#### [EXERCISE]
Restate verbatim the span of lines below between the line with "any later version." and the line with "MERCHANTABILITY or FITNESS", including those two lines, and only that span.

#### [EXTRACTED MATERIAL]
/---

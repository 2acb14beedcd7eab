// Copyright (C) 2026  winnyboy5
//
// This program is free software: you can redistribute it and/or modify
// it under the terms of the GNU Affero General Public License as published by
// the Free Software Foundation, either version 3 of the License, or
// (at your option) any later version.
//
// This program is distributed in the hope that it will be useful,
// but WITHOUT ANY WARRANTY; without even the implied warranty of
// MERCHANTABILITY or FITNESS FOR A PARTICULAR PURPOSE.  See the
// GNU Affero General Public License for more details.
//
// You should have received a copy of the GNU Affero General Public License
// along with this program.  If not, see <https://www.gnu.org/licenses/>.

//! `groupcache-datadog-demo`: simulated groupcache traffic exported to DogStatsD.

use anyhow::Result;
use clap::Parser;
use groupcache_datadog_cli::{
    query_loop, shutdown_signal, DemoConfig, SimulatedGroup, SimulatedWorkspace,
    DEFAULT_REPEAT_KEY,
};
use groupcache_datadog_exporter::mock::LoggingSink;
use groupcache_datadog_exporter::{DogStatsdClient, Exporter, GroupRegistry, MetricSink};
use groupcache_datadog_observability::{init_tracing, LogFormat};
use std::path::PathBuf;
use std::sync::Arc;
use std::time::Duration;
use tracing::info;

#[derive(Parser)]
#[command(name = "groupcache-datadog-demo")]
#[command(version, about = "Export a simulated groupcache group to DogStatsD")]
struct Cli {
    /// Log metrics instead of sending them to a DogStatsD agent
    #[arg(long)]
    mock_statsd: bool,

    /// Log every exported metric
    #[arg(long)]
    debug_exporter: bool,

    /// Log the resolved DogStatsD client settings
    #[arg(long)]
    debug_dogstatsd: bool,

    /// Seconds between export cycles [default: 20]
    #[arg(long, value_name = "SECS")]
    export_interval: Option<u64>,

    /// Seconds between query rounds [default: 5]
    #[arg(long, value_name = "SECS")]
    query_interval: Option<u64>,

    /// TOML configuration file
    #[arg(short, long, value_name = "PATH")]
    config: Option<PathBuf>,

    /// Log format (pretty|compact|json)
    #[arg(long, value_name = "FORMAT", default_value = "pretty")]
    log_format: LogFormat,

    /// Key queried every round
    #[arg(long, value_name = "KEY", default_value = DEFAULT_REPEAT_KEY)]
    repeat_key: String,
}

impl Cli {
    fn apply(&self, config: &mut DemoConfig) {
        if let Some(secs) = self.export_interval {
            config.exporter.export_interval = Duration::from_secs(secs);
        }
        if let Some(secs) = self.query_interval {
            config.demo.query_interval_secs = secs;
        }
        if self.debug_exporter {
            config.exporter.debug = true;
        }
        if self.debug_dogstatsd {
            config.datadog.debug = true;
        }
    }
}

#[tokio::main]
async fn main() -> Result<()> {
    let cli = Cli::parse();
    init_tracing(cli.log_format, None)?;

    let mut config = match &cli.config {
        Some(path) => DemoConfig::load_file(path).await?,
        None => DemoConfig::default(),
    };
    cli.apply(&mut config);
    config.validate()?;
    info!(mock_statsd = cli.mock_statsd, "Starting demo");

    let workspace = Arc::new(SimulatedWorkspace::new());
    let files = workspace.add_group(
        SimulatedGroup::new("files", config.demo.cache_bytes_limit).with_ttl(config.demo.ttl()),
    );

    let sink: Arc<dyn MetricSink> = if cli.mock_statsd {
        Arc::new(LoggingSink::new())
    } else {
        Arc::new(DogStatsdClient::connect(config.datadog.clone()).await?)
    };

    let listed = Arc::clone(&workspace);
    let exporter: Exporter = Exporter::new(
        GroupRegistry::dynamic(move || listed.list_groups()),
        sink,
        config.exporter.clone(),
    )?;

    let rounds = query_loop(
        &files,
        &cli.repeat_key,
        config.demo.query_interval(),
        shutdown_signal(),
    )
    .await;

    info!(rounds, "Stopping exporter");
    exporter.close().await?;
    Ok(())
}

\---

#### [REPLY TO THE TASK]
// (at your option) any later version.
//
// This program is distributed in the hope that it will be useful,
// but WITHOUT ANY WARRANTY; without even the implied warranty of
// MERCHANTABILITY or FITNESS FOR A PARTICULAR PURPOSE.  See the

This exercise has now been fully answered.